En ce sens, réinventer le duo capitalisme-démocratie est impossible. Vous devez les surmonter. Le système a dépassé la barrière de l'irrationalité mercantile. Je rappelle aux sceptiques que tout comme le capitalisme est un système économique historique, et qu'il va donc disparaître, la démocratie est un système politique de la même souche. Il allait et venait, pour réapparaître encore plus fortement plus tard, propagé par son frère chimique. Le coronavirus ne fait qu'ébranler les fondations d'une structure relativement nouvelle à l'extérieur, le partenariat capital-suffrage universel susmentionné, renforcé par le néolibéralisme des dernières décennies, mais pourri à l'intérieur pour être si vieux, comme il l'était précisément dans les moments de la plus grande agitation sociale - là même dans la région de la Grèce antique, considérée comme le berceau de la civilisation occidentale -, qui s'est elle-même révélée insuffisante, incapable de répondre aux souhaits de l'ensemble de la population, précisément parce que c'est un système politique qui ne sert pas tout le monde , mais une minorité oligarchique qui gère la coercition au gré de ses humeurs.
Enfin, une fois la pandémie passée, reste à savoir quelles humeurs signaleront les temps nouveaux : continuité ou rupture. Il est encore impossible de savoir ce qu'il restera à nous tous, gens ordinaires. Mais si une tempête de décombres souffle du paradis appelée LOWY progress (2005), selon Benjamin dans sa Thèse IX, les raisons d'être optimiste sont peu nombreuses. Même ainsi, vous ne devez jamais abandonner. Il est nécessaire de continuer à réfléchir et à discuter du sens de l'ÉGALITÉ que nous voulons avoir dans un monde alimenté par la transformation du travail abstrait en plus de capital.
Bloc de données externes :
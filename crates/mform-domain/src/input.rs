//! Input kinds a form field can use, and their kind-specific payloads.

use std::fmt;

use serde::{Deserialize, Serialize};

use crate::value::serialize_number;

/// Concrete configuration of a field's input.
///
/// The `type` tag selects the variant; `select` and `multiselect` carry a
/// second `source` tag that picks the shape of their option source.
#[derive(Debug, Clone, PartialEq, Serialize, Deserialize)]
#[serde(tag = "type", rename_all = "snake_case")]
pub enum InputDefinition {
    Text(BasicInput),
    Number(BasicInput),
    Date(BasicInput),
    Time(BasicInput),
    Datetime(BasicInput),
    Textarea(BasicInput),
    Toggle(BasicInput),
    Email(BasicInput),
    Tel(BasicInput),
    Tag(TagInput),
    Slider(SliderInput),
    Note(NoteInput),
    Folder,
    Dataview(DataviewInput),
    Select(SelectInput),
    Multiselect(MultiselectInput),
    DocumentBlock(DocumentBlockInput),
}

/// Shared payload of the tag-only input kinds.
#[derive(Debug, Clone, Default, PartialEq, Eq, Serialize, Deserialize)]
pub struct BasicInput {
    #[serde(default, skip_serializing_if = "Option::is_none")]
    pub hidden: Option<bool>,
}

#[derive(Debug, Clone, Default, PartialEq, Eq, Serialize, Deserialize)]
pub struct TagInput {
    /// Regular expression; tags matching it are not offered.
    #[serde(default, skip_serializing_if = "Option::is_none")]
    pub exclude: Option<String>,
}

/// Numeric range input. `min > max` is accepted as-is.
#[derive(Debug, Clone, PartialEq, Serialize, Deserialize)]
pub struct SliderInput {
    #[serde(serialize_with = "serialize_number")]
    pub min: f64,
    #[serde(serialize_with = "serialize_number")]
    pub max: f64,
}

#[derive(Debug, Clone, PartialEq, Eq, Serialize, Deserialize)]
pub struct NoteInput {
    pub folder: String,
}

#[derive(Debug, Clone, PartialEq, Eq, Serialize, Deserialize)]
pub struct DataviewInput {
    pub query: String,
}

#[derive(Debug, Clone, PartialEq, Eq, Serialize, Deserialize)]
pub struct DocumentBlockInput {
    pub body: String,
}

#[derive(Debug, Clone, PartialEq, Eq, Serialize, Deserialize)]
#[serde(tag = "source", rename_all = "lowercase")]
pub enum SelectInput {
    Notes { folder: String },
    Fixed { options: Vec<SelectOption> },
}

#[derive(Debug, Clone, PartialEq, Eq, Serialize, Deserialize)]
pub struct SelectOption {
    pub value: String,
    #[serde(default, skip_serializing_if = "Option::is_none")]
    pub label: Option<String>,
}

impl SelectOption {
    pub fn new(value: impl Into<String>, label: impl Into<String>) -> Self {
        Self {
            value: value.into(),
            label: Some(label.into()),
        }
    }

    /// Label shown to the user; the value when no label was given.
    pub fn display(&self) -> &str {
        self.label
            .as_deref()
            .filter(|label| !label.trim().is_empty())
            .unwrap_or(&self.value)
    }
}

#[derive(Debug, Clone, PartialEq, Eq, Serialize, Deserialize)]
#[serde(tag = "source", rename_all = "lowercase")]
pub enum MultiselectInput {
    Notes {
        folder: String,
    },
    Fixed {
        multi_select_options: Vec<String>,
        #[serde(default, rename = "allowUnknownValues")]
        allow_unknown_values: bool,
    },
    Dataview {
        query: String,
        #[serde(default, rename = "allowUnknownValues")]
        allow_unknown_values: bool,
    },
}

/// Closed set of input kinds, one per `type` tag.
#[derive(Debug, Clone, Copy, PartialEq, Eq, Hash, PartialOrd, Ord)]
pub enum InputKind {
    Text,
    Number,
    Date,
    Time,
    Datetime,
    Textarea,
    Toggle,
    Email,
    Tel,
    Tag,
    Slider,
    Note,
    Folder,
    Dataview,
    Select,
    Multiselect,
    DocumentBlock,
}

impl InputKind {
    pub const ALL: [InputKind; 17] = [
        InputKind::Text,
        InputKind::Number,
        InputKind::Date,
        InputKind::Time,
        InputKind::Datetime,
        InputKind::Textarea,
        InputKind::Toggle,
        InputKind::Email,
        InputKind::Tel,
        InputKind::Tag,
        InputKind::Slider,
        InputKind::Note,
        InputKind::Folder,
        InputKind::Dataview,
        InputKind::Select,
        InputKind::Multiselect,
        InputKind::DocumentBlock,
    ];

    pub fn as_str(self) -> &'static str {
        match self {
            InputKind::Text => "text",
            InputKind::Number => "number",
            InputKind::Date => "date",
            InputKind::Time => "time",
            InputKind::Datetime => "datetime",
            InputKind::Textarea => "textarea",
            InputKind::Toggle => "toggle",
            InputKind::Email => "email",
            InputKind::Tel => "tel",
            InputKind::Tag => "tag",
            InputKind::Slider => "slider",
            InputKind::Note => "note",
            InputKind::Folder => "folder",
            InputKind::Dataview => "dataview",
            InputKind::Select => "select",
            InputKind::Multiselect => "multiselect",
            InputKind::DocumentBlock => "document_block",
        }
    }

    pub fn from_tag(tag: &str) -> Option<Self> {
        Self::ALL.into_iter().find(|kind| kind.as_str() == tag)
    }

    /// Kinds whose value is a list of strings.
    pub fn is_list(self) -> bool {
        matches!(self, InputKind::Multiselect | InputKind::Tag)
    }

    /// Kinds whose textual input is coerced to a number when possible.
    pub fn is_numeric(self) -> bool {
        matches!(self, InputKind::Number | InputKind::Slider)
    }
}

impl fmt::Display for InputKind {
    fn fmt(&self, f: &mut fmt::Formatter<'_>) -> fmt::Result {
        f.write_str(self.as_str())
    }
}

impl InputDefinition {
    pub fn basic(kind: InputKind) -> Option<Self> {
        let basic = BasicInput::default();
        let input = match kind {
            InputKind::Text => InputDefinition::Text(basic),
            InputKind::Number => InputDefinition::Number(basic),
            InputKind::Date => InputDefinition::Date(basic),
            InputKind::Time => InputDefinition::Time(basic),
            InputKind::Datetime => InputDefinition::Datetime(basic),
            InputKind::Textarea => InputDefinition::Textarea(basic),
            InputKind::Toggle => InputDefinition::Toggle(basic),
            InputKind::Email => InputDefinition::Email(basic),
            InputKind::Tel => InputDefinition::Tel(basic),
            _ => return None,
        };
        Some(input)
    }

    pub fn kind(&self) -> InputKind {
        match self {
            InputDefinition::Text(_) => InputKind::Text,
            InputDefinition::Number(_) => InputKind::Number,
            InputDefinition::Date(_) => InputKind::Date,
            InputDefinition::Time(_) => InputKind::Time,
            InputDefinition::Datetime(_) => InputKind::Datetime,
            InputDefinition::Textarea(_) => InputKind::Textarea,
            InputDefinition::Toggle(_) => InputKind::Toggle,
            InputDefinition::Email(_) => InputKind::Email,
            InputDefinition::Tel(_) => InputKind::Tel,
            InputDefinition::Tag(_) => InputKind::Tag,
            InputDefinition::Slider(_) => InputKind::Slider,
            InputDefinition::Note(_) => InputKind::Note,
            InputDefinition::Folder => InputKind::Folder,
            InputDefinition::Dataview(_) => InputKind::Dataview,
            InputDefinition::Select(_) => InputKind::Select,
            InputDefinition::Multiselect(_) => InputKind::Multiselect,
            InputDefinition::DocumentBlock(_) => InputKind::DocumentBlock,
        }
    }

    /// Payload shared by basic inputs, `None` for every other kind.
    pub fn as_basic(&self) -> Option<&BasicInput> {
        match self {
            InputDefinition::Text(basic)
            | InputDefinition::Number(basic)
            | InputDefinition::Date(basic)
            | InputDefinition::Time(basic)
            | InputDefinition::Datetime(basic)
            | InputDefinition::Textarea(basic)
            | InputDefinition::Toggle(basic)
            | InputDefinition::Email(basic)
            | InputDefinition::Tel(basic) => Some(basic),
            _ => None,
        }
    }

    pub fn is_hidden(&self) -> bool {
        self.as_basic()
            .and_then(|basic| basic.hidden)
            .unwrap_or(false)
    }
}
*André Marcio Neves Soares est doctorante en Sciences Sociales et Citoyenneté à l'Université Catholique de Salvador - UCSAL
RÉFÉRENCES:
- HORKHEIMER, Max. Éclipse de raison. São Paulo. Editeur UNESP. 2015, p. 7 et 8 ;
- DUFOUR, Dany-Robert. L'ART DE REDUIRE LES TETES : De la nouvelle servitude dans la société ultralibérale. Rio de Janeiro. Société Freud. 2005 ;
- MELMAN, Charles. L'Homme sans gravité : Profiter à tout prix. Rio de Janeiro. Société Freud. 2003 ;
- JAPPE, Anselme. LA SOCIÉTÉ AUTOFAGIQUE – capitalisme, excès et autodestruction. Lisbonne. Editeur Antigone. 2019, p. 330 ;
- VANEIGEM, Raoul. https://lundi.am/Coronavirus-Raoul-Vaneigem;
- LOWY, Michel. Walter Benjamin : avertissement incendie. São Paulo. Boitempo. 2005, p. 87.